======== PROVIDED DATA
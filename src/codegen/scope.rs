//! Replays the declarations of one C++ function body without emitting
//! anything.
//!
//! The generator declares a name where it is first assigned. When that
//! happens inside an `if`, `while` or `for` body the C++ declaration would
//! end with the block, so such names are reported as hoisted and declared
//! up front instead. Signature inference reuses the same replay to see
//! local types at every call site and return.

use std::collections::HashMap;

use crate::ast::{Expression, Statement};

use super::types::{BindingTable, CppType, TypeContext, infer_type};
use super::walk::{Node, own_expressions, walk_expression};

/// A call seen during the replay, with the type of each argument at that
/// point.
#[derive(Debug, Clone, PartialEq)]
pub struct CallSite {
    pub callee: String,
    pub arg_types: Vec<CppType>,
}

#[derive(Debug, Default)]
pub struct ScopeSummary {
    /// Names first assigned inside a nested block, in source order.
    pub hoisted: Vec<(String, CppType)>,
    /// Type of the first `return <expr>`, if any.
    pub first_return: Option<CppType>,
    pub calls: Vec<CallSite>,
}

pub struct LocalScope<'a> {
    locals: BindingTable,
    return_types: &'a HashMap<String, CppType>,
    summary: ScopeSummary,
}

impl<'a> LocalScope<'a> {
    pub fn new(params: &[(String, CppType)], return_types: &'a HashMap<String, CppType>) -> Self {
        Self {
            locals: BindingTable::with_params(params),
            return_types,
            summary: ScopeSummary::default(),
        }
    }

    pub fn scan<'s>(mut self, statements: impl IntoIterator<Item = &'s Statement>) -> ScopeSummary {
        for statement in statements {
            self.scan_statement(statement, 0);
        }
        self.summary
    }

    fn scan_block(&mut self, statements: &[Statement], depth: usize) {
        for statement in statements {
            self.scan_statement(statement, depth);
        }
    }

    fn scan_statement(&mut self, statement: &Statement, depth: usize) {
        self.record_calls(statement);
        match statement {
            Statement::Assign { name, value } => {
                if self.locals.lookup(name).is_none() {
                    let ty = infer_type(value, &*self);
                    self.locals.declare(name, ty);
                    if depth > 0 {
                        self.summary.hoisted.push((name.clone(), ty));
                    }
                }
            }
            Statement::If {
                then_body,
                else_body,
                ..
            } => {
                self.scan_block(then_body, depth + 1);
                if let Some(else_body) = else_body {
                    self.scan_block(else_body, depth + 1);
                }
            }
            Statement::While { body, .. } => self.scan_block(body, depth + 1),
            Statement::For {
                var_name,
                iterable,
                body,
            } => {
                let element_type = loop_element_type(iterable, &*self);
                self.locals.push_loop_var(var_name, element_type);
                self.scan_block(body, depth + 1);
                self.locals.pop_loop_var();
            }
            Statement::Return(Some(value)) => {
                if self.summary.first_return.is_none() {
                    self.summary.first_return = Some(infer_type(value, &*self));
                }
            }
            Statement::FunctionDef { .. }
            | Statement::ListAssign { .. }
            | Statement::Print(_)
            | Statement::Return(None)
            | Statement::Pass
            | Statement::Expr(_) => {}
        }
    }

    fn record_calls(&mut self, statement: &Statement) {
        let mut calls = Vec::new();
        for expr in own_expressions(statement) {
            walk_expression(expr, &mut |node| {
                if let Node::Expression(Expression::Call { name, args }) = node {
                    calls.push(CallSite {
                        callee: name.clone(),
                        arg_types: args.iter().map(|arg| infer_type(arg, &*self)).collect(),
                    });
                }
            });
        }
        self.summary.calls.extend(calls);
    }
}

impl TypeContext for LocalScope<'_> {
    fn variable_type(&self, name: &str) -> Option<CppType> {
        self.locals.lookup(name)
    }

    fn return_type(&self, function: &str) -> Option<CppType> {
        self.return_types.get(function).copied()
    }
}

/// Counters of `range` loops and elements of `vector<int>` are `int`;
/// anything else iterates as `auto`.
pub fn loop_element_type(iterable: &Expression, ctx: &impl TypeContext) -> CppType {
    match iterable {
        Expression::Range { .. } => CppType::Int,
        other if infer_type(other, ctx) == CppType::IntVector => CppType::Int,
        _ => CppType::Auto,
    }
}
impl<'a> Parser<'a> {
    pub fn new(tokens: Vec<Token<'a>>) -> ParseResult<Self> {
        if !matches!(tokens.last().map(|token| token.kind), Some(TokenKind::EOF)) {
            return Err(ParseError::MissingEof);
        }
        Ok(Self {
            tokens,
            position: 0,
        })
    }

    pub fn parse_program(mut self) -> ParseResult<Program> {
        let mut statements = Vec::new();
        while !matches!(self.current(), TokenKind::EOF) {
            if self.consume_newlines() {
                continue;
            }
            statements.push(self.parse_statement()?);
        }
        Ok(Program { statements })
    }

    fn parse_statement(&mut self) -> ParseResult<Statement> {
        match self.current() {
            TokenKind::Print => self.parse_print(),
            TokenKind::Def => self.parse_function_def(),
            TokenKind::Return => self.parse_return(),
            TokenKind::If => self.parse_if(),
            TokenKind::While => self.parse_while(),
            TokenKind::For => self.parse_for(),
            TokenKind::Pass => {
                self.advance();
                self.expect_statement_end()?;
                Ok(Statement::Pass)
            }
            _ => self.parse_simple_statement(),
        }
    }

    fn parse_print(&mut self) -> ParseResult<Statement> {
        self.advance(); // Consume `print`
        self.expect(TokenKind::LParen, "(")?;
        let args = self.parse_arguments()?;
        self.expect_statement_end()?;
        Ok(Statement::Print(args))
    }

    fn parse_function_def(&mut self) -> ParseResult<Statement> {
        self.advance(); // Consume `def`
        let name = self.expect_identifier()?;
        self.expect(TokenKind::LParen, "(")?;

        let mut params = Vec::new();
        while !matches!(self.current(), TokenKind::RParen) {
            params.push(self.expect_identifier()?);
            if !self.eat(TokenKind::Comma) {
                break;
            }
        }
        self.expect(TokenKind::RParen, ")")?;

        let body = self.parse_suite()?;
        Ok(Statement::FunctionDef { name, params, body })
    }

    fn parse_return(&mut self) -> ParseResult<Statement> {
        self.advance(); // Consume `return`
        let value = if self.at_statement_end() {
            None
        } else {
            Some(self.parse_expression()?)
        };
        self.expect_statement_end()?;
        Ok(Statement::Return(value))
    }

    /// Handles both `if` and `elif`; an `elif` chain nests as the sole
    /// statement of the enclosing else-body.
    fn parse_if(&mut self) -> ParseResult<Statement> {
        self.advance(); // Consume `if` / `elif`
        let condition = self.parse_expression()?;
        let then_body = self.parse_suite()?;

        let else_body = match self.current() {
            TokenKind::Elif => Some(vec![self.parse_if()?]),
            TokenKind::Else => {
                self.advance();
                Some(self.parse_suite()?)
            }
            _ => None,
        };

        Ok(Statement::If {
            condition,
            then_body,
            else_body,
        })
    }

    fn parse_while(&mut self) -> ParseResult<Statement> {
        self.advance(); // Consume `while`
        let condition = self.parse_expression()?;
        let body = self.parse_suite()?;
        Ok(Statement::While { condition, body })
    }

    fn parse_for(&mut self) -> ParseResult<Statement> {
        self.advance(); // Consume `for`
        let var_name = self.expect_identifier()?;
        self.expect(TokenKind::In, "in")?;
        let iterable = self.parse_expression()?;
        let body = self.parse_suite()?;
        Ok(Statement::For {
            var_name,
            iterable,
            body,
        })
    }

    /// Assignment, augmented assignment, element swap, or a call statement.
    fn parse_simple_statement(&mut self) -> ParseResult<Statement> {
        let target = self.parse_expression()?;

        if self.eat(TokenKind::Equal) {
            let value = self.parse_expression()?;
            self.expect_statement_end()?;
            return Self::assignment(target, value);
        }

        if let Some(op) = augmented_operator(self.current()) {
            self.advance();
            let rhs = self.parse_expression()?;
            self.expect_statement_end()?;
            let value = Expression::BinaryOp {
                left: Box::new(target.clone()),
                op,
                right: Box::new(rhs),
            };
            return Self::assignment(target, value);
        }

        if matches!(self.current(), TokenKind::Comma) {
            return self.parse_swap(target);
        }

        self.expect_statement_end()?;
        match target {
            Expression::Call { .. } => Ok(Statement::Expr(target)),
            other => Err(ParseError::ExpectedStatement {
                found: format!("{other:?}"),
            }),
        }
    }

    fn assignment(target: Expression, value: Expression) -> ParseResult<Statement> {
        match target {
            Expression::Variable(name) => Ok(Statement::Assign { name, value }),
            Expression::ListAccess { list, index } => Ok(Statement::ListAssign {
                list: *list,
                index: *index,
                value,
                mode: ListAssignMode::Store,
            }),
            other => Err(ParseError::InvalidAssignmentTarget {
                target: format!("{other:?}"),
            }),
        }
    }

    /// `a[i], a[j] = a[j], a[i]` becomes a single `ListAssign` in swap mode
    /// whose value is the second slot.
    fn parse_swap(&mut self, first: Expression) -> ParseResult<Statement> {
        self.expect(TokenKind::Comma, ",")?;
        let second = self.parse_expression()?;
        self.expect(TokenKind::Equal, "=")?;
        let first_value = self.parse_expression()?;
        self.expect(TokenKind::Comma, ",")?;
        let second_value = self.parse_expression()?;
        self.expect_statement_end()?;

        let is_exchange = first_value == second && second_value == first;
        match first {
            Expression::ListAccess { list, index }
                if is_exchange && matches!(second, Expression::ListAccess { .. }) =>
            {
                Ok(Statement::ListAssign {
                    list: *list,
                    index: *index,
                    value: second,
                    mode: ListAssignMode::Swap,
                })
            }
            _ => Err(ParseError::UnsupportedTupleAssignment),
        }
    }

    fn parse_suite(&mut self) -> ParseResult<Vec<Statement>> {
        self.expect(TokenKind::Colon, ":")?;
        if !matches!(self.current(), TokenKind::Newline) {
            return Ok(vec![self.parse_statement()?]);
        }
        self.advance();
        self.expect(TokenKind::Indent, "indent")?;

        let mut body = Vec::new();
        while !matches!(self.current(), TokenKind::Dedent | TokenKind::EOF) {
            if self.consume_newlines() {
                continue;
            }
            body.push(self.parse_statement()?);
        }
        self.expect(TokenKind::Dedent, "dedent")?;
        Ok(body)
    }

    fn parse_expression(&mut self) -> ParseResult<Expression> {
        self.parse_or()
    }

    fn parse_or(&mut self) -> ParseResult<Expression> {
        self.parse_binary_level(Self::parse_and, |kind| match kind {
            TokenKind::Or => Some(BinaryOperator::Or),
            _ => None,
        })
    }

    fn parse_and(&mut self) -> ParseResult<Expression> {
        self.parse_binary_level(Self::parse_equality, |kind| match kind {
            TokenKind::And => Some(BinaryOperator::And),
            _ => None,
        })
    }

    fn parse_equality(&mut self) -> ParseResult<Expression> {
        self.parse_binary_level(Self::parse_relational, |kind| match kind {
            TokenKind::EqualEqual => Some(BinaryOperator::Equal),
            TokenKind::NotEqual => Some(BinaryOperator::NotEqual),
            _ => None,
        })
    }

    fn parse_relational(&mut self) -> ParseResult<Expression> {
        self.parse_binary_level(Self::parse_additive, |kind| match kind {
            TokenKind::Less => Some(BinaryOperator::Less),
            TokenKind::Greater => Some(BinaryOperator::Greater),
            TokenKind::LessEqual => Some(BinaryOperator::LessEqual),
            TokenKind::GreaterEqual => Some(BinaryOperator::GreaterEqual),
            _ => None,
        })
    }

    fn parse_additive(&mut self) -> ParseResult<Expression> {
        self.parse_binary_level(Self::parse_multiplicative, |kind| match kind {
            TokenKind::Plus => Some(BinaryOperator::Add),
            TokenKind::Minus => Some(BinaryOperator::Sub),
            _ => None,
        })
    }

    fn parse_multiplicative(&mut self) -> ParseResult<Expression> {
        self.parse_binary_level(Self::parse_unary, |kind| match kind {
            TokenKind::Star => Some(BinaryOperator::Mul),
            TokenKind::Slash => Some(BinaryOperator::Div),
            TokenKind::DoubleSlash => Some(BinaryOperator::FloorDiv),
            TokenKind::Percent => Some(BinaryOperator::Mod),
            _ => None,
        })
    }

    /// One left-associative precedence level.
    fn parse_binary_level(
        &mut self,
        operand: ParseFn<'a>,
        operator: fn(TokenKind<'a>) -> Option<BinaryOperator>,
    ) -> ParseResult<Expression> {
        let mut expr = operand(self)?;
        while let Some(op) = operator(self.current()) {
            self.advance();
            let right = operand(self)?;
            expr = Expression::BinaryOp {
                left: Box::new(expr),
                op,
                right: Box::new(right),
            };
        }
        Ok(expr)
    }

    fn parse_unary(&mut self) -> ParseResult<Expression> {
        let op = match self.current() {
            TokenKind::Minus => UnaryOperator::Neg,
            TokenKind::Not => UnaryOperator::Not,
            _ => return self.parse_postfix(),
        };
        self.advance();
        let operand = self.parse_unary()?;
        Ok(Expression::UnaryOp {
            op,
            operand: Box::new(operand),
        })
    }

    fn parse_postfix(&mut self) -> ParseResult<Expression> {
        let mut expr = self.parse_primary()?;
        while self.eat(TokenKind::LBracket) {
            let index = self.parse_expression()?;
            self.expect(TokenKind::RBracket, "]")?;
            expr = Expression::ListAccess {
                list: Box::new(expr),
                index: Box::new(index),
            };
        }
        Ok(expr)
    }

    fn parse_primary(&mut self) -> ParseResult<Expression> {
        let expr = match self.current() {
            TokenKind::Integer(value) => Expression::Number(value),
            TokenKind::Float(value) => Expression::Float(value),
            TokenKind::String(value) => Expression::String(value.to_string()),
            TokenKind::True => Expression::Boolean(true),
            TokenKind::False => Expression::Boolean(false),
            TokenKind::Identifier(name) => {
                self.advance();
                if !self.eat(TokenKind::LParen) {
                    return Ok(Expression::Variable(name.to_string()));
                }
                let args = self.parse_arguments()?;
                if BuiltinFunction::from_name(name) == Some(BuiltinFunction::Range) {
                    return range_call(args);
                }
                return Ok(Expression::Call {
                    name: name.to_string(),
                    args,
                });
            }
            TokenKind::LParen => {
                self.advance();
                let expr = self.parse_expression()?;
                self.expect(TokenKind::RParen, ")")?;
                return Ok(expr);
            }
            TokenKind::LBracket => {
                self.advance();
                let mut elements = Vec::new();
                while !matches!(self.current(), TokenKind::RBracket) {
                    elements.push(self.parse_expression()?);
                    if !self.eat(TokenKind::Comma) {
                        break;
                    }
                }
                self.expect(TokenKind::RBracket, "]")?;
                return Ok(Expression::List(elements));
            }
            _ => return Err(self.error("expression")),
        };
        self.advance();
        Ok(expr)
    }

    /// Parses a comma separated argument list; the opening `(` has already
    /// been consumed.
    fn parse_arguments(&mut self) -> ParseResult<Vec<Expression>> {
        let mut args = Vec::new();
        while !matches!(self.current(), TokenKind::RParen) {
            args.push(self.parse_expression()?);
            if !self.eat(TokenKind::Comma) {
                break;
            }
        }
        self.expect(TokenKind::RParen, ")")?;
        Ok(args)
    }

    fn consume_newlines(&mut self) -> bool {
        let mut consumed = false;
        while matches!(self.current(), TokenKind::Newline) {
            consumed = true;
            self.advance();
        }
        consumed
    }

    fn at_statement_end(&self) -> bool {
        matches!(
            self.current(),
            TokenKind::Newline | TokenKind::Dedent | TokenKind::EOF
        )
    }

    /// A statement ends at a newline; a following dedent or EOF also closes
    /// it and is left for the enclosing rule.
    fn expect_statement_end(&mut self) -> ParseResult<()> {
        match self.current() {
            TokenKind::Newline => {
                self.advance();
                Ok(())
            }
            TokenKind::Dedent | TokenKind::EOF => Ok(()),
            _ => Err(self.error("newline")),
        }
    }

    fn expect_identifier(&mut self) -> ParseResult<String> {
        if let TokenKind::Identifier(name) = self.current() {
            self.advance();
            Ok(name.to_string())
        } else {
            Err(self.error("identifier"))
        }
    }

    fn expect(&mut self, kind: TokenKind<'static>, expected: &'static str) -> ParseResult<()> {
        if self.eat(kind) {
            Ok(())
        } else {
            Err(self.error(expected))
        }
    }

    fn eat(&mut self, kind: TokenKind<'static>) -> bool {
        if self.current() == kind {
            self.advance();
            true
        } else {
            false
        }
    }

    fn current(&self) -> TokenKind<'a> {
        self.tokens
            .get(self.position)
            .map_or(TokenKind::EOF, |token| token.kind)
    }

    fn advance(&mut self) {
        if self.position + 1 < self.tokens.len() {
            self.position += 1;
        }
    }

    fn error(&self, expected: &'static str) -> ParseError {
        ParseError::UnexpectedToken {
            expected,
            found: format!("{:?}", self.current()),
        }
    }
}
================
DIRECTIONS: The answer is the run of lines above from the line containing "expr = Expression::ListAccess" through the line containing "let expr = match", copied exactly and alone.

RESULT OF THIS TASK:
            expr = Expression::ListAccess {
                list: Box::new(expr),
                index: Box::new(index),
            };
        }
        Ok(expr)
    }

    fn parse_primary(&mut self) -> ParseResult<Expression> {
        let expr = match self.current() {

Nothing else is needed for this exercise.